Nas representações complexas há uma sobreposição de várias inscrições didáticas com elementos que têm referentes tanto no mundo dos objetos e eventos, o mundo vivido, quanto no mundo das teorias e conceitos, o mundo concebido. Essas representações podem ser analisadas como camadas superpostas2 umas às outras. Identificar as diferentes camadas presentes nesse tipo de representação complexa e relacionar essas camadas umas com as outras exige certo trabalho de interpretação que não deve ser desprezado.

Cada uma das camadas ou inscrições que compõem a figura 3 utiliza diferentes tipos de signos. No lado esquerdo da figura vemos uma inscrição didática composta pelo ícone de um alto falante. Essa inscrição aproxima o estudante do mundo vivido.

Ao lado dessa primeira camada ou inscrição didática, na parte central da figura, vemos bolinhas que oscilam para frente e para trás quando o alto falante é acionado. Essa inscrição tem como referentes entidades do mundo concebido. As bolinhas representam as moléculas de ar e o movimento de oscilação representa a onda sonora emitida pelo alto falante.

A terceira e última inscrição didática, no lado direito da figura, é a mais abstrata de todas. Nela vemos um gráfico senoidal que mostra a variação da pressão em função do tempo. O gráfico está ligado a uma espécie de alvo localizado na região onde estão as bolinhas. O alvo indica a região do ar que, ao ser atingido pelas frentes de ondas emitidas pelo alto falante, sofre as variações de pressão indicadas no gráfico. Essa inscrição não apresenta nenhuma informação contextual específica, seus referentes são conceitos e relações que remetem ao mundo concebido.

O exemplo acima nos permite imaginar uma parte do trabalho de interpretação demandado pelas representações complexas presentes nos aplicativos de simulação usados no ensino de ciências. Roth et al.(2005) elaboraram um modelo semântico que possibilita dimensionar todo o trabalho necessário à interpretação de inscrições em camadas. Um exemplo de aplicação desse modelo pode ser encontrado em Alves e Paula (2011, pp. 37-40).

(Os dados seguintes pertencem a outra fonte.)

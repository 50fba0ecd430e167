//! MolliNalli domain types.
//!
//! Defines the card/symbol model, the contract-reported stage, player snapshots, game
//! configuration and contract events shared by the execution core and the client.

mod card;
mod codec;
mod config;
mod constants;
mod errors;
mod event;
mod player;
mod stage;

pub use card::*;
pub use codec::{address_encode_size, read_address, read_u256, write_address, write_u256};
pub use config::*;
pub use constants::*;
pub use errors::*;
pub use event::*;
pub use player::*;
pub use stage::*;

pub use ethers::types::{Address, U256};

#[cfg(test)]
mod tests;
use serde::{Deserialize, Serialize};
use thiserror::Error;

use crate::{PlayerSession, Stage, DEFAULT_MAX_ACTION};

#[derive(Debug, Error, PartialEq, Eq)]
pub enum ConfigError {
    #[error("max_action must be greater than zero")]
    ZeroMaxAction,
    #[error("max_action_per_round must be greater than zero")]
    ZeroMaxActionPerRound,
    #[error("max_action_per_round ({per_round}) exceeds max_action ({max})")]
    RoundExceedsGame { per_round: u8, max: u8 },
}

/// Game limits read from the contract.
#[derive(Clone, Copy, Debug, PartialEq, Eq, Serialize, Deserialize)]
pub struct GameConfig {
    /// Actions accepted from one player before they are out (contract `MAX_ACTION`).
    pub max_action: u8,
    /// Actions after which the client stops offering controls and waits for the result.
    pub max_action_per_round: u8,
}

impl GameConfig {
    pub fn new(max_action: u8, max_action_per_round: u8) -> Self {
        Self {
            max_action,
            max_action_per_round,
        }
    }

    pub fn validate(&self) -> Result<(), ConfigError> {
        if self.max_action == 0 {
            return Err(ConfigError::ZeroMaxAction);
        }
        if self.max_action_per_round == 0 {
            return Err(ConfigError::ZeroMaxActionPerRound);
        }
        if self.max_action_per_round > self.max_action {
            return Err(ConfigError::RoundExceedsGame {
                per_round: self.max_action_per_round,
                max: self.max_action,
            });
        }
        Ok(())
    }
}

impl Default for GameConfig {
    fn default() -> Self {
        Self::new(DEFAULT_MAX_ACTION, DEFAULT_MAX_ACTION)
    }
}

/// One read of the contract for a given address.
///
/// The stage is kept raw so that values this client does not know are ignored
/// instead of rejected.
#[derive(Clone, Debug, Default, PartialEq, Eq, Serialize, Deserialize)]
pub struct ChainState {
    pub stage_raw: u8,
    pub player: PlayerSession,
}

impl ChainState {
    pub fn new(stage: Stage, player: PlayerSession) -> Self {
        Self {
            stage_raw: stage as u8,
            player,
        }
    }

    pub fn stage(&self) -> Option<Stage> {
        Stage::from_raw(self.stage_raw)
    }
}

2 O termo camada é utilizado nos softwares de tratamento de imagens. Assim, uma fotografia original de

uma pessoa em pé no interior de sua casa pode ser decomposta em duas camadas: uma delas contendo a imagem de seu próprio corpo e a outra com todo o restante do cenário que aparece ao fundo. Os softwares de tratamento de imagens permitem não só separar essas duas camadas, mas criar novas imagens a partir delas.